YOUR GOAL :: Return, from the lines below, each one that includes the word "clone".

Stored items:
- - -

use super::{BundleStore, Lookup, PutDecision, StoreError, bundle_file_name, resolve_put};
use crate::core::qm::bundle::TaskBundle;
use crate::core::qm::task::TaskKey;
use std::collections::HashMap;

/// In-memory bundle store used by tests and embedding callers that do not
/// want a working directory. Follows the same overwrite table as [`super::fs::FsStore`].
#[derive(Debug, Default)]
pub struct MemStore {
    bundles: HashMap<TaskKey, TaskBundle>,
    scripts: HashMap<String, String>,
    writes: usize,
}

impl MemStore {
    /// Creates an empty store.
    pub fn new() -> Self {
        Self::default()
    }

    /// Returns the number of bundles currently held.
    pub fn len(&self) -> usize {
        self.bundles.len()
    }

    /// Returns `true` when the store holds no bundles.
    pub fn is_empty(&self) -> bool {
        self.bundles.is_empty()
    }

    /// Returns how many puts actually replaced content. Cache-behavior tests
    /// use this to prove that finished work is never redone.
    pub fn writes(&self) -> usize {
        self.writes
    }

    /// Returns the dispatch scripts written so far, keyed by name.
    pub fn scripts(&self) -> &HashMap<String, String> {
        &self.scripts
    }
}

impl BundleStore for MemStore {
    fn lookup(&self, key: &TaskKey, _label: &str) -> Result<Lookup, StoreError> {
        Ok(match self.bundles.get(key) {
            Some(bundle) => Lookup::Found(bundle.clone()),
            None => Lookup::Absent,
        })
    }

    fn put(&mut self, bundle: &TaskBundle) -> Result<(), StoreError> {
        let existing = self.lookup(&bundle.key, &bundle.label)?;
        match resolve_put(&existing, bundle) {
            PutDecision::Keep => Ok(()),
            PutDecision::Conflict => Err(StoreError::Conflict {
                key: bundle.key.to_string(),
                locator: self.locator(&bundle.key, &bundle.label),
            }),
            PutDecision::Write => {
                self.bundles.insert(bundle.key.clone(), bundle.clone());
                self.writes += 1;
                Ok(())
            }
        }
    }

    fn locator(&self, key: &TaskKey, label: &str) -> String {
        format!("mem://{}", bundle_file_name(key, label))
    }

    fn write_script(&mut self, name: &str, contents: &str) -> Result<String, StoreError> {
        self.scripts.insert(name.to_string(), contents.to_string());
        Ok(format!("mem://{name}"))
    }
}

- - -

ANSWER SPACE ::
            Some(bundle) => Lookup::Found(bundle.clone()),
                self.bundles.insert(bundle.key.clone(), bundle.clone());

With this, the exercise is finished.